# P2: Dramatic Data!


## Table Of Content

1. Introduction
2. Preliminaries
3. Software setup
5. Grading rubric
6. Submission guidelines
7. Tips, tricks and hints

## 1. Introduction

In this project, you will design and implement a deep neural network capable of segmenting PeAR racing windows.
A sample input and output is shown below,

![Segmentation Image](./assets/segsample.jpg)

This project has three parts,
- Part 1 - Synthetic dataset generation
- Part 2 - Semantic segmentation
- Part 3 - Instance Segmentation (identify different instances of the window)

### Part 1 - Dataset generation
No dataset has been provided for this project. You are required to generate a synthetic dataset for training your network. The network must generalize to the real-world video feed given in `test_video.mp4`. For more details, please refer to section 2.1.

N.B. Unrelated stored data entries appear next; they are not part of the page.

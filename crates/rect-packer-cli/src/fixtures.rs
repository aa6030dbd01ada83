use rand::{Rng, SeedableRng};
use rect_packer_core::Size;
use std::str::FromStr;

/// Side-length distribution for random fixtures.
#[derive(Debug, Clone, Copy, PartialEq, Eq)]
pub enum Distribution {
    /// Sides drawn from 1, 2, 4, .. 64.
    Pow2,
    /// Sides drawn uniformly from `1..=max_side`.
    Uniform,
}

impl FromStr for Distribution {
    type Err = ();
    fn from_str(s: &str) -> Result<Self, Self::Err> {
        match s.to_ascii_lowercase().as_str() {
            "pow2" => Ok(Self::Pow2),
            "uniform" => Ok(Self::Uniform),
            _ => Err(()),
        }
    }
}

const POW2_EXPONENTS: u32 = 7;

/// Generates `count` rectangle sizes from a seeded RNG.
pub fn generate(count: usize, dist: Distribution, max_side: u32, seed: u64) -> Vec<Size> {
    let mut rng = rand::rngs::StdRng::seed_from_u64(seed);
    let max_side = max_side.max(1);
    (0..count)
        .map(|_| match dist {
            Distribution::Pow2 => Size::new(
                1 << rng.gen_range(0..POW2_EXPONENTS),
                1 << rng.gen_range(0..POW2_EXPONENTS),
            ),
            Distribution::Uniform => {
                Size::new(rng.gen_range(1..=max_side), rng.gen_range(1..=max_side))
            }
        })
        .collect()
}

#[cfg(test)]
mod tests {
    use super::*;

    #[test]
    fn pow2_sides_are_powers_of_two() {
        for s in generate(100, Distribution::Pow2, 0, 3) {
            assert!(s.w.is_power_of_two() && s.w <= 64);
            assert!(s.h.is_power_of_two() && s.h <= 64);
        }
    }

    #[test]
    fn uniform_respects_max_side_and_seed() {
        let a = generate(50, Distribution::Uniform, 9, 1);
        assert!(a.iter().all(|s| (1..=9).contains(&s.w) && (1..=9).contains(&s.h)));
        assert_eq!(a, generate(50, Distribution::Uniform, 9, 1));
    }

    #[test]
    fn parses_names() {
        assert_eq!("POW2".parse(), Ok(Distribution::Pow2));
        assert_eq!("uniform".parse(), Ok(Distribution::Uniform));
        assert!("gauss".parse::<Distribution>().is_err());
    }
}
//! Packs 200 random power-of-two boxes and writes `plop.bmp` for inspection.
use rand::{Rng, SeedableRng};
use rect_packer_core::prelude::*;
use std::time::Instant;

fn main() -> rect_packer_core::Result<()> {
    let mut rng = rand::rngs::StdRng::seed_from_u64(1);
    let sizes: Vec<Size> = (0..200)
        .map(|_| Size::new(1 << rng.gen_range(0..7), 1 << rng.gen_range(0..7)))
        .collect();

    let start = Instant::now();
    let out = pack(&sizes)?;
    println!("packed in {:?}: {}", start.elapsed(), out.stats().summary());

    rect_packer_core::save_debug_image(&out, "plop.bmp", 1)?;
    Ok(())
}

### Part 2 - Semantic segmentation
You will be designing a custom CNN for image segmentation, and then run inference on frames from the provided video file (`test_video.mp4`). Your task is to display the inferred segmentation output frames side by side with the original input frames and render the combined frames as a new video.

Please note that `test_video.mp4` contains multiple windows. Your network is expected to segment all the windows present in each input frame.

### Part 3 - Instance segmentation

This section is more open-ended. You will need to perform instance segmentation, which can be achieved either by applying classical techniques on the segmentation output obtained in Part 2, or by using deep learning methods. No starter code or specific instructions are provided for this section, allowing you the freedom to choose your approach. [More details here](https://www.ibm.com/topics/instance-segmentation).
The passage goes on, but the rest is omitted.